Ahora que se va acercando una de las épocas del año con mayor densidad de tráfico, queremos recordarte cómo circular cuando vamos en caravana para evitar accidentes por alcance. Son bastante más comunes de lo que piensas, pues en 2016 supusieron un 24,5% de los siniestros que ocurrieron en España.

Por suerte, no se trata de un tipo de accidente que destaca por su mortalidad, ya que supone el 10% de los fallecidos. Eso sí, estos choques producen el mayor número de heridos leves (como el latigazo cervical) por lo que no debemos olvidar tomar ciertas precauciones mientras los coches no cuenten con  asistente de conducción en atascos que permite que el coche avance y se detenga solo.

Son tantos los desplazamientos que se producen estos días que es casi inevitable que se produzcan retenciones en algunas zonas, como a la salida de las ciudades o de camino a las zonas vacacionales por exccelencia, como las playas. Estos son los comportamientos básicos a tener en cuenta cuando circulas con tu vehículo en una retención.

Mantener la distancia de seguridad

Cuando circulas en caravana es posible que tiendas a aproximarte mucho al coche de delante y no dejar el espacio suficiente para poder realizar una frenada de emergencia.

Por otro lado, cuando hay una alta densidad de tráfico debemos observar si en la carretera existen señales horizontales de doble flecha, muy comunes en las zonas donde se producen altas concentraciones de coches, y donde es obligatorio aumentar la distancia de seguridad con el vehículo que te precede, más allá de la siguiente flecha.

Precaución con el efecto acordeón

Las retenciones en carretera traen consigo frenazos, detenciones largas pero, en un momento, pasamos a poder circular a más de 80 km/h. Es lo que se conoce como efecto acordeón de una caravana: frenada, detención, vuelta a circular a mayor velocidad, frenazo, parada prolongada y vuelta a circular.

Como conductores debes adelantarte a los acontecimientos y mantenerte atentos por si debes  detenerte o realizar una nueva frenada brusca. En estos casos la distancia de seguridad es fundamental, pero también mantener una velocidad moderada, habida cuenta de que es muy posible que debas detenerte de nuevo (y que ayuda a reducir los atascos). En este sentido puede ayudarte conocer cómo se forman los atascos.
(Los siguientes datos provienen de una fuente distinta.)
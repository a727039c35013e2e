//! Run configuration scalars and their shape checks

use crate::error::{ComposeError, Result};
use regex::Regex;
use std::fmt;
use std::sync::OnceLock;

/// Project name used when none was given
pub const DEFAULT_APP_NAME: &str = "my-faith-app";

/// Alias the bundled templates are written against
pub const TEMPLATE_IMPORT_ALIAS: &str = "@/";

/// npm package name, optionally scoped
fn package_name_pattern() -> &'static Regex {
    static PATTERN: OnceLock<Regex> = OnceLock::new();
    PATTERN.get_or_init(|| {
        Regex::new(r"^(?:@[a-z0-9\-*~][a-z0-9\-*._~]*/)?[a-z0-9\-~][a-z0-9\-._~]*$")
            .expect("package name pattern is valid")
    })
}

/// Import alias prefix for generated sources (e.g. `@/` or `~/`)
#[derive(Debug, Clone, PartialEq, Eq)]
pub struct ImportAlias(String);

impl ImportAlias {
    pub fn parse(raw: &str) -> Result<Self> {
        let alias = raw.trim();
        if alias.is_empty() {
            return Err(ComposeError::validation(
                "import alias",
                "import alias can't be empty",
            ));
        }
        if alias.starts_with('.') || alias.starts_with('/') {
            return Err(ComposeError::validation(
                "import alias",
                "import alias can't start with '.' or '/'",
            ));
        }
        if alias.chars().any(char::is_whitespace) {
            return Err(ComposeError::validation(
                "import alias",
                "import alias can't contain whitespace",
            ));
        }
        Ok(Self(alias.to_string()))
    }

    pub fn as_str(&self) -> &str {
        &self.0
    }

    /// Alias normalized to end with a `/` so prefix replacement stays on segment boundaries
    pub fn with_trailing_slash(&self) -> String {
        if self.0.ends_with('/') {
            self.0.clone()
        } else {
            format!("{}/", self.0)
        }
    }

    /// True when the templates already use this alias and no rewrite is needed
    pub fn is_template_default(&self) -> bool {
        self.with_trailing_slash() == TEMPLATE_IMPORT_ALIAS
    }
}

impl Default for ImportAlias {
    fn default() -> Self {
        Self(TEMPLATE_IMPORT_ALIAS.to_string())
    }
}

impl fmt::Display for ImportAlias {
    fn fmt(&self, f: &mut fmt::Formatter<'_>) -> fmt::Result {
        f.write_str(&self.0)
    }
}

/// Package name and target directory derived from the raw project argument
#[derive(Debug, Clone, PartialEq, Eq)]
pub struct ProjectName {
    /// Name written into `package.json` (may be scoped)
    pub package_name: String,
    /// Directory to create, relative to where the CLI was run
    pub directory: String,
}

impl ProjectName {
    /// Split `raw` into package name and directory.
    ///
    /// `.` means "scaffold into the working directory", in which case the
    /// package name becomes `working_dir_name`. A path segment starting with
    /// `@` begins a scope that is kept in the package name but dropped from the
    /// directory.
    pub fn parse(raw: &str, working_dir_name: &str) -> Result<Self> {
        let input = raw.trim().trim_end_matches('/');
        let input = if input.is_empty() { DEFAULT_APP_NAME } else { input };
        let segments: Vec<&str> = input.split('/').collect();

        let scope_start = segments.iter().position(|s| s.starts_with('@'));
        let candidate = match scope_start {
            Some(idx) => segments[idx..].join("/"),
            None => segments.last().copied().unwrap_or(input).to_string(),
        };

        if input != "." && !package_name_pattern().is_match(&candidate) {
            return Err(ComposeError::validation(
                "app name",
                "app name must consist of only lowercase alphanumeric characters, '-', and '_'",
            ));
        }

        let package_name = if candidate == "." {
            working_dir_name.to_string()
        } else {
            candidate
        };
        let directory = segments
            .iter()
            .filter(|s| !s.starts_with('@'))
            .copied()
            .collect::<Vec<_>>()
            .join("/");

        Ok(Self {
            package_name,
            directory,
        })
    }
}

/// Scalar settings that are orthogonal to features
#[derive(Debug, Clone, PartialEq, Eq)]
pub struct Configuration {
    pub project: ProjectName,
    pub import_alias: ImportAlias,
    /// Run the package manager's install after scaffolding
    pub install: bool,
    /// Initialize a git repository after scaffolding
    pub git_init: bool,
}

#[cfg(test)]
mod tests {
    use super::*;

    #[test]
    fn test_import_alias_rejects_reserved_prefixes() {
        assert!(ImportAlias::parse("./src/").is_err());
        assert!(ImportAlias::parse("/abs/").is_err());
        assert!(ImportAlias::parse("").is_err());
        assert!(ImportAlias::parse("my alias/").is_err());
        assert_eq!(ImportAlias::parse("~/").unwrap().as_str(), "~/");
    }

    #[test]
    fn test_import_alias_error_names_field() {
        match ImportAlias::parse(".").unwrap_err() {
            ComposeError::Validation { field, .. } => assert_eq!(field, "import alias"),
            other => panic!("unexpected error: {other}"),
        }
    }

    #[test]
    fn test_alias_trailing_slash() {
        assert_eq!(ImportAlias::parse("~").unwrap().with_trailing_slash(), "~/");
        assert!(ImportAlias::parse("@").unwrap().is_template_default());
        assert!(!ImportAlias::parse("~/").unwrap().is_template_default());
    }

    #[test]
    fn test_project_name_plain() {
        let name = ProjectName::parse("my-app", "cwd").unwrap();
        assert_eq!(name.package_name, "my-app");
        assert_eq!(name.directory, "my-app");
    }

    #[test]
    fn test_project_name_scoped_with_path() {
        let name = ProjectName::parse("apps/@acme/web/", "cwd").unwrap();
        assert_eq!(name.package_name, "@acme/web");
        assert_eq!(name.directory, "apps/web");
    }

    #[test]
    fn test_project_name_current_dir() {
        let name = ProjectName::parse(".", "workspace").unwrap();
        assert_eq!(name.package_name, "workspace");
        assert_eq!(name.directory, ".");
    }

    #[test]
    fn test_project_name_rejects_uppercase() {
        assert!(ProjectName::parse("MyApp", "cwd").is_err());
    }
}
Ojo a los cambios de carril

A veces los nervios y la desesperación hacen que te olvides, pero debes tener claro que, por mucho que te muevas muevas de un carril a otro (y menos de forma brusca y continua) vas a avanzar más rápido. Tú (y tu coche) sois parte del atasco. Lo único que haces es aumentar las posibilidades de tener un accidente.

Mantener la calma

Suena a perogullo, pero en una caravana estar tranquilo y no desesperarse es clave. Sobre todo si viajas con niños, ya que trasladarás tu nerviosismo a ellos y es posible que entres en una espiral sin control. Te recordamos nuestros consejos para viajar con niños, que nunca está de más revisar.

Programar el viaje

Hoy en día existen numerosas aplicaciones (el propio Google Maps que con casi total seguridad llevas en tu móvil, o incluso la ), para conocer los horarios de menor densidad de tráfico y vías alternativas. En este sentido, recuerda que los embotellamientos no solamente suponen más peligro, tardar mucho más en realizar un viaje, aumento del nerviosismo y del cansancio… los atascos también causan averías.

Y siempre…

Siempre circular con el cinturón de seguridad puesto y con una posición de reposacabezas correcta y acorde a la altura del ocupante altura, que te salvará de un esguince cervical si sufres un choque por alcance.